VMRO-DPMNE President Hristijan Mickoski warned that Macedonia will see a major rise in its debt under any of the various economic forecasts that are being put forward. The economic drop is now expected to be around 4 percent and could go as high as 7 percent, while the pace of lending for the year is going to be astronomical.
Macedonia’s public debt was at 5,54 billion EUR at the end of 2019, or between 48 and 49 percent of GDP. On April 1st Finance Minister Nina Angelovska informed the public that under three scenarios the additional deficit would added because of the coronavirus is going to be between 700 million EUR and 1,3 billion EUR. This means an increase of our debt to GDP ratio to between 59,5 percent and 63,7 percent. This is all under the assumption that we receive external funding for our deficit, which is going to be crucial in order to keep companies alive and their workers employed. And this is only servicing the budget deficit, assuming there is no need for additional loans that would protect the macro-economic stability, Mickoski said in a video address from his home where he remains in self-isolation after both he and SDSM party leader Zoran Zaev were interviewed by a journalist who was later found to be Covid-19 positive.

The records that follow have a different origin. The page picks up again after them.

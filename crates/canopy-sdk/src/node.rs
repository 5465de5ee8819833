//! The Node composition root (§4.10): dual role as leaf sensor and
//! interior router, always exactly zero or one uplink away from working
//! connectivity to the Sink.

use std::sync::atomic::{AtomicU32, Ordering};
use std::sync::Arc;

use canopy_protocol::crypto::identity::NodeCredentials;
use canopy_protocol::crypto::{aead_decrypt, aead_encrypt, EndToEndKey};
use canopy_protocol::heartbeat::HeartbeatWatchdog;
use canopy_protocol::linkmgr::{LinkError, LinkManager};
use canopy_protocol::messages::HeartbeatPayload;
use canopy_protocol::packet::{MsgType, Nid, Packet};
use canopy_protocol::router::RouterDaemon;
use canopy_protocol::transport::PortId;
use canopy_protocol::{Config, E2eChannelHub};
use p521::ecdsa::VerifyingKey;
use parking_lot::Mutex;
use thiserror::Error;
use tokio::sync::watch;
use tracing::{info, warn};

use crate::dispatch::install_dispatcher;
use crate::mesh::LoopbackTransport;

#[derive(Debug, Error, Clone)]
pub enum NodeError {
    #[error("no working uplink to the Sink")]
    NoUplink,
    #[error("end-to-end key with the Sink not yet established")]
    NoEndToEndKey,
    #[error(transparent)]
    Link(#[from] LinkError),
    #[error(transparent)]
    Send(#[from] canopy_protocol::router::SendError),
    #[error(transparent)]
    Crypto(#[from] canopy_protocol::CryptoError),
}

pub struct NodeDevice {
    nid: Nid,
    config: Arc<Config>,
    credentials: Arc<NodeCredentials>,
    ca_der: Vec<u8>,
    router: Arc<RouterDaemon>,
    linkmgr: Arc<LinkManager>,
    e2e_hub: Arc<E2eChannelHub>,
    watchdog: Mutex<Option<Arc<HeartbeatWatchdog>>>,
    sink_nid: Mutex<Option<Nid>>,
    sink_verifying_key: Mutex<Option<VerifyingKey>>,
    own_e2e_key: Mutex<Option<EndToEndKey>>,
    e2e_bootstrap_started: Mutex<bool>,
    received: Mutex<Vec<Vec<u8>>>,
    sequence: AtomicU32,
    shutdown_tx: watch::Sender<bool>,
}

impl NodeDevice {
    pub fn new(
        credentials: NodeCredentials,
        ca_der: Vec<u8>,
        config: Config,
        transport: Arc<LoopbackTransport>,
    ) -> Arc<Self> {
        let nid = credentials.nid;
        let credentials = Arc::new(credentials);
        let config = Arc::new(config);

        let dyn_transport: Arc<dyn canopy_protocol::transport::LinkTransport> = transport.clone();
        let router = Arc::new(RouterDaemon::new(nid, false, config.clone(), dyn_transport.clone()));
        let linkmgr = Arc::new(LinkManager::new(
            nid,
            false,
            config.clone(),
            dyn_transport,
            router.clone(),
            credentials.clone(),
            ca_der.clone(),
        ));
        let e2e_hub = E2eChannelHub::new(router.clone(), nid);
        let (shutdown_tx, _rx) = watch::channel(false);

        let node = Arc::new(Self {
            nid,
            config,
            credentials: credentials.clone(),
            ca_der,
            router: router.clone(),
            linkmgr: linkmgr.clone(),
            e2e_hub,
            watchdog: Mutex::new(None),
            sink_nid: Mutex::new(None),
            sink_verifying_key: Mutex::new(None),
            own_e2e_key: Mutex::new(None),
            e2e_bootstrap_started: Mutex::new(false),
            received: Mutex::new(Vec::new()),
            sequence: AtomicU32::new(0),
            shutdown_tx,
        });

        install_dispatcher(&transport, &linkmgr, &router);
        {
            let linkmgr = linkmgr.clone();
            transport.set_connection_handler(Arc::new(move |port: PortId| {
                let linkmgr = linkmgr.clone();
                tokio::spawn(async move {
                    if let Err(e) = linkmgr.accept_downlink(port).await {
                        warn!(target: "canopy::linkmgr", error = %e, "downlink authentication failed");
                    }
                });
            }));
        }

        let node_for_heartbeat = node.clone();
        router.register_local_handler(
            MsgType::Heartbeat,
            Arc::new(move |packet: &Packet, _port: &PortId| node_for_heartbeat.on_heartbeat(packet)),
        );

        let node_for_data = node.clone();
        router.register_local_handler(
            MsgType::Data,
            Arc::new(move |packet: &Packet, _port: &PortId| node_for_data.on_data(packet)),
        );

        node
    }

    pub fn nid(&self) -> Nid {
        self.nid
    }

    pub fn router(&self) -> &Arc<RouterDaemon> {
        &self.router
    }

    pub fn link_manager(&self) -> &Arc<LinkManager> {
        &self.linkmgr
    }

    pub fn hop_count(&self) -> i16 {
        self.linkmgr.hop_count()
    }

    /// Age of the last heartbeat accepted from the uplink, for operator
    /// visibility into the watchdog. `None` before the first
    /// [`NodeDevice::connect_uplink`] call has installed one.
    pub fn heartbeat_age(&self) -> Option<std::time::Duration> {
        self.watchdog.lock().as_ref().map(|w| w.last_heartbeat_age())
    }

    /// Current value of the DATA sequence counter, for operator
    /// visibility; the next [`NodeDevice::send_message`] call consumes it.
    pub fn send_sequence(&self) -> u32 {
        self.sequence.load(Ordering::Relaxed)
    }

    /// Runs the uplink (re)selection state machine once. On success,
    /// captures the Sink's verifying key and, when the newly-selected
    /// uplink *is* the Sink, the end-to-end key produced by that very
    /// handshake directly. When the uplink is an intermediate Node, the
    /// genuine Node-Sink end-to-end key is established separately once the
    /// Sink's NID is learned (see [`NodeDevice::on_heartbeat`]).
    pub async fn connect_uplink(self: &Arc<Self>) -> Result<(), NodeError> {
        let outcome = self.linkmgr.select_uplink().await?;
        if outcome.peer_is_sink {
            *self.sink_nid.lock() = Some(outcome.peer_nid);
            *self.sink_verifying_key.lock() = Some(outcome.peer_verifying_key);
            if let Some(key) = outcome.end_to_end_key {
                *self.own_e2e_key.lock() = Some(key);
            }
            info!(target: "canopy::linkmgr", sink = %outcome.peer_nid, "direct link to sink established");
        }
        let watchdog = Arc::new(HeartbeatWatchdog::new(
            self.config.heartbeat_interval,
            self.config.heartbeat_miss_threshold,
        ));
        *self.watchdog.lock() = Some(watchdog);
        Ok(())
    }

    /// Starts the uplink-loss watchdog. Must be (re)called after every
    /// successful [`NodeDevice::connect_uplink`], since the watchdog loop
    /// exits once it fires.
    pub fn spawn_watchdog_loop(self: &Arc<Self>) -> Option<tokio::task::JoinHandle<()>> {
        let watchdog = self.watchdog.lock().clone()?;
        let node = self.clone();
        let tick = self.config.tick_interval;
        let shutdown_rx = self.shutdown_tx.subscribe();
        Some(tokio::spawn(async move {
            canopy_protocol::heartbeat::run_watchdog_loop(watchdog, tick, shutdown_rx, move || {
                let node = node.clone();
                tokio::spawn(async move {
                    node.declare_uplink_dead().await;
                });
            })
            .await;
        }))
    }

    async fn declare_uplink_dead(&self) {
        warn!(target: "canopy::linkmgr", node = %self.nid, "uplink declared dead");
        self.linkmgr.handle_uplink_dead().await;
        *self.sink_nid.lock() = None;
        *self.sink_verifying_key.lock() = None;
        *self.own_e2e_key.lock() = None;
        *self.e2e_bootstrap_started.lock() = false;
    }

    fn on_heartbeat(self: &Arc<Self>, packet: &Packet) -> bool {
        let Some(unverified) = HeartbeatPayload::decode(&packet.payload) else {
            return false;
        };
        if self.sink_nid.lock().is_none() {
            *self.sink_nid.lock() = Some(unverified.sink_nid);
        }

        let verifying_key = self.sink_verifying_key.lock().clone();
        let Some(verifying_key) = verifying_key else {
            self.try_bootstrap_end_to_end(unverified.sink_nid);
            return false;
        };

        match canopy_protocol::heartbeat::verify_heartbeat_payload(&packet.payload, packet.sequence, &verifying_key) {
            Ok(_) => {
                if let Some(watchdog) = self.watchdog.lock().clone() {
                    watchdog.record_heartbeat();
                }
                true
            }
            Err(_) => false,
        }
    }

    fn try_bootstrap_end_to_end(self: &Arc<Self>, sink_nid: Nid) {
        let mut started = self.e2e_bootstrap_started.lock();
        if *started {
            return;
        }
        *started = true;
        drop(started);

        let node = self.clone();
        tokio::spawn(async move {
            let result = node
                .e2e_hub
                .initiate(sink_nid, &node.credentials, &node.ca_der, node.config.auth_timeout)
                .await;
            match result {
                Ok(outcome) => {
                    *node.sink_verifying_key.lock() = Some(outcome.peer_verifying_key);
                    if let Some(key) = outcome.end_to_end_key {
                        *node.own_e2e_key.lock() = Some(key);
                    }
                    info!(target: "canopy::router", sink = %sink_nid, "end-to-end key established with distant sink");
                }
                Err(e) => {
                    warn!(target: "canopy::router", sink = %sink_nid, error = %e, "end-to-end handshake with sink failed");
                    *node.e2e_bootstrap_started.lock() = false;
                }
            }
        });
    }

    fn on_data(&self, packet: &Packet) -> bool {
        let Some(sink_nid) = *self.sink_nid.lock() else {
            return false;
        };
        if packet.source != sink_nid {
            return false;
        }
        let Some(key) = self.own_e2e_key.lock().clone() else {
            return false;
        };
        let Ok(plaintext) = aead_decrypt(&key, &packet.payload) else {
            return false;
        };
        self.received.lock().push(plaintext);
        true
    }

    /// Returns the plaintext messages the Sink has sent this Node so far.
    pub fn received_messages(&self) -> Vec<Vec<u8>> {
        self.received.lock().clone()
    }

    /// AEAD-wraps `bytes` under the end-to-end key and originates a DATA
    /// frame toward the Sink (§4.10's `send_message`).
    pub async fn send_message(&self, bytes: Vec<u8>) -> Result<(), NodeError> {
        let sink_nid = self.sink_nid.lock().ok_or(NodeError::NoUplink)?;
        let key = self.own_e2e_key.lock().clone().ok_or(NodeError::NoEndToEndKey)?;
        let ciphertext = aead_encrypt(&key, &bytes).map_err(|_| NodeError::NoEndToEndKey)?;
        let sequence = self.sequence.fetch_add(1, Ordering::Relaxed);
        self.router.send(sink_nid, MsgType::Data, ciphertext, sequence).await?;
        Ok(())
    }

    pub fn shutdown(&self) {
        let _ = self.shutdown_tx.send(true);
    }
}
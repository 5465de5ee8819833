//! Shared inbound-frame dispatch used by both composition roots.
//!
//! AUTH_REQUEST/AUTH_RESPONSE frames travel on a per-link control channel
//! that never touches the router's MAC-gated pipeline (see
//! `LinkManager::handle_inbound_control` and DESIGN.md for why); every
//! other message type goes through `RouterDaemon::receive`. Both are
//! distinguished here by peeking the `msg_type` byte at a fixed header
//! offset rather than doing a full decode twice.

use std::sync::Arc;

use canopy_protocol::linkmgr::LinkManager;
use canopy_protocol::router::RouterDaemon;
use canopy_protocol::transport::PortId;

use crate::mesh::LoopbackTransport;

/// Byte offset of the `msg_type` field in the fixed packet header.
const MSG_TYPE_OFFSET: usize = 32;
const AUTH_REQUEST: u8 = 0x04;
const AUTH_RESPONSE: u8 = 0x05;

pub fn install_dispatcher(transport: &Arc<LoopbackTransport>, linkmgr: &Arc<LinkManager>, router: &Arc<RouterDaemon>) {
    let linkmgr = linkmgr.clone();
    let router = router.clone();
    transport.set_inbound_handler(Arc::new(move |port: PortId, bytes: Vec<u8>| {
        match bytes.get(MSG_TYPE_OFFSET) {
            Some(&AUTH_REQUEST) | Some(&AUTH_RESPONSE) => {
                linkmgr.handle_inbound_control(port, bytes);
            }
            _ => {
                let router = router.clone();
                tokio::spawn(async move {
                    router.receive(port, bytes).await;
                });
            }
        }
    }));
}
//! Fixed 70-byte packet header plus variable payload, and the canonical
//! byte range the per-link MAC is computed over.

use thiserror::Error;
use uuid::Uuid;

/// Width of the fixed header, including the 32-byte MAC field.
pub const HEADER_LEN: usize = 16 + 16 + 1 + 1 + 4 + 32;

/// Upper bound on payload size; frames above this never reach the wire.
/// The BLE adapter fragments at 180 bytes per spec.md §4.4, but that
/// fragmentation is internal to the transport and invisible here.
pub const PAYLOAD_MAX: usize = 4096;

/// 128-bit network identifier, canonically a UUID.
#[derive(Debug, Clone, Copy, PartialEq, Eq, Hash, PartialOrd, Ord)]
pub struct Nid(pub [u8; 16]);

impl Nid {
    /// The distinguished NID used only as a HEARTBEAT destination.
    pub const BROADCAST: Nid = Nid([0xFF; 16]);

    pub fn as_bytes(&self) -> &[u8; 16] {
        &self.0
    }

    pub fn from_uuid(id: Uuid) -> Self {
        Nid(*id.as_bytes())
    }

    pub fn to_uuid(self) -> Uuid {
        Uuid::from_bytes(self.0)
    }
}

impl std::fmt::Display for Nid {
    fn fmt(&self, f: &mut std::fmt::Formatter<'_>) -> std::fmt::Result {
        write!(f, "{}", self.to_uuid())
    }
}

impl From<Uuid> for Nid {
    fn from(id: Uuid) -> Self {
        Nid::from_uuid(id)
    }
}

/// Closed sum type for the wire-level message kind, replacing the
/// dynamic-dispatch-by-string pattern the source material used.
#[derive(Debug, Clone, Copy, PartialEq, Eq, Hash)]
#[repr(u8)]
pub enum MsgType {
    Data = 0x01,
    Heartbeat = 0x02,
    Control = 0x03,
    AuthRequest = 0x04,
    AuthResponse = 0x05,
}

impl MsgType {
    fn from_byte(b: u8) -> Option<Self> {
        match b {
            0x01 => Some(MsgType::Data),
            0x02 => Some(MsgType::Heartbeat),
            0x03 => Some(MsgType::Control),
            0x04 => Some(MsgType::AuthRequest),
            0x05 => Some(MsgType::AuthResponse),
            _ => None,
        }
    }
}

/// Errors returned by [`decode`] or [`encode`].
#[derive(Debug, Error, Clone, PartialEq, Eq)]
pub enum CodecError {
    #[error("header truncated: need {HEADER_LEN} bytes, got {0}")]
    TruncatedHeader(usize),
    #[error("unknown msg_type byte {0:#04x}")]
    UnknownMsgType(u8),
    #[error("payload of {0} bytes exceeds PAYLOAD_MAX ({PAYLOAD_MAX})")]
    PayloadTooLarge(usize),
}

/// A fully-parsed packet. `mac` is opaque to this module beyond its width;
/// verification happens in `crypto`.
#[derive(Debug, Clone, PartialEq, Eq)]
pub struct Packet {
    pub source: Nid,
    pub destination: Nid,
    pub msg_type: MsgType,
    pub ttl: u8,
    pub sequence: u32,
    pub mac: [u8; 32],
    pub payload: Vec<u8>,
}

impl Packet {
    /// Builds a packet with a zeroed MAC; callers compute and set the real
    /// MAC afterward via [`Packet::mac_input`] and a keyed MAC function.
    pub fn new(
        source: Nid,
        destination: Nid,
        msg_type: MsgType,
        ttl: u8,
        sequence: u32,
        payload: Vec<u8>,
    ) -> Self {
        Self {
            source,
            destination,
            msg_type,
            ttl,
            sequence,
            mac: [0u8; 32],
            payload,
        }
    }

    /// Returns the canonical byte range the MAC is computed over: every
    /// header field except the MAC itself, followed by the payload.
    pub fn mac_input(&self) -> Vec<u8> {
        let mut buf = Vec::with_capacity(16 + 16 + 1 + 1 + 4 + self.payload.len());
        buf.extend_from_slice(&self.source.0);
        buf.extend_from_slice(&self.destination.0);
        buf.push(self.msg_type as u8);
        buf.push(self.ttl);
        buf.extend_from_slice(&self.sequence.to_be_bytes());
        buf.extend_from_slice(&self.payload);
        buf
    }

    /// Serializes the packet to its wire form.
    pub fn encode(&self) -> Result<Vec<u8>, CodecError> {
        if self.payload.len() > PAYLOAD_MAX {
            return Err(CodecError::PayloadTooLarge(self.payload.len()));
        }
        let mut buf = Vec::with_capacity(HEADER_LEN + self.payload.len());
        buf.extend_from_slice(&self.source.0);
        buf.extend_from_slice(&self.destination.0);
        buf.push(self.msg_type as u8);
        buf.push(self.ttl);
        buf.extend_from_slice(&self.sequence.to_be_bytes());
        buf.extend_from_slice(&self.mac);
        buf.extend_from_slice(&self.payload);
        Ok(buf)
    }

    /// Parses a packet from its wire form.
    pub fn decode(bytes: &[u8]) -> Result<Self, CodecError> {
        if bytes.len() < HEADER_LEN {
            return Err(CodecError::TruncatedHeader(bytes.len()));
        }
        let mut source = [0u8; 16];
        source.copy_from_slice(&bytes[0..16]);
        let mut destination = [0u8; 16];
        destination.copy_from_slice(&bytes[16..32]);
        let msg_type = MsgType::from_byte(bytes[32]).ok_or(CodecError::UnknownMsgType(bytes[32]))?;
        let ttl = bytes[33];
        let sequence = u32::from_be_bytes(bytes[34..38].try_into().unwrap());
        let mut mac = [0u8; 32];
        mac.copy_from_slice(&bytes[38..70]);
        let payload = bytes[HEADER_LEN..].to_vec();
        if payload.len() > PAYLOAD_MAX {
            return Err(CodecError::PayloadTooLarge(payload.len()));
        }
        Ok(Packet {
            source: Nid(source),
            destination: Nid(destination),
            msg_type,
            ttl,
            sequence,
            mac,
            payload,
        })
    }
}

#[cfg(test)]
mod tests {
    use super::*;

    fn nid(byte: u8) -> Nid {
        Nid([byte; 16])
    }

    #[test]
    fn encode_decode_round_trip_preserves_fields() {
        let mut p = Packet::new(nid(0xaa), nid(0xbb), MsgType::Data, 7, 42, b"hello".to_vec());
        p.mac = [0x77; 32];
        let bytes = p.encode().unwrap();
        assert_eq!(bytes.len(), HEADER_LEN + 5);
        let decoded = Packet::decode(&bytes).unwrap();
        assert_eq!(decoded, p);
    }

    #[test]
    fn mac_input_excludes_mac_field() {
        let mut p = Packet::new(nid(0xaa), nid(0xbb), MsgType::Data, 7, 42, b"hello".to_vec());
        p.mac = [0x11; 32];
        let input_a = p.mac_input();
        p.mac = [0x22; 32];
        let input_b = p.mac_input();
        assert_eq!(input_a, input_b);
    }

    #[test]
    fn truncated_header_is_rejected() {
        let err = Packet::decode(&[0u8; 10]).unwrap_err();
        assert_eq!(err, CodecError::TruncatedHeader(10));
    }

    #[test]
    fn unknown_msg_type_is_rejected() {
        let mut bytes = vec![0u8; HEADER_LEN];
        bytes[32] = 0x09;
        let err = Packet::decode(&bytes).unwrap_err();
        assert_eq!(err, CodecError::UnknownMsgType(0x09));
    }

    #[test]
    fn payload_too_large_is_rejected_on_encode() {
        let p = Packet::new(nid(1), nid(2), MsgType::Data, 1, 0, vec![0u8; PAYLOAD_MAX + 1]);
        assert_eq!(p.encode().unwrap_err(), CodecError::PayloadTooLarge(PAYLOAD_MAX + 1));
    }

    #[test]
    fn ttl_zero_is_representable_but_forwarding_is_a_router_concern() {
        let p = Packet::new(nid(1), nid(2), MsgType::Data, 0, 0, vec![]);
        let bytes = p.encode().unwrap();
        let decoded = Packet::decode(&bytes).unwrap();
        assert_eq!(decoded.ttl, 0);
    }
}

With all this in mind, Mickoski said, Macedonia can easily expect to see its public debt reach the level of 70 percent of GDP. Mickoski accused Angelovska and the Government of being too slow to accept the recommendations from VMRO-DPMNE to protect the economy. He called on the Government to make the assistance that is being made in the form of grants, not loans, and to relax fiscal policies in order to allow the companies to recover.
Finally, Mickoski strongly condemned the increase in the gas tax, that was proposed by the large SKM chamber of commerce. “This type of cronyism is unheard of, to have a few large companies ask that the costs of many other companies are increased, not to mention to call that the cost of living for all citizens is increased as well”, Mickoski said.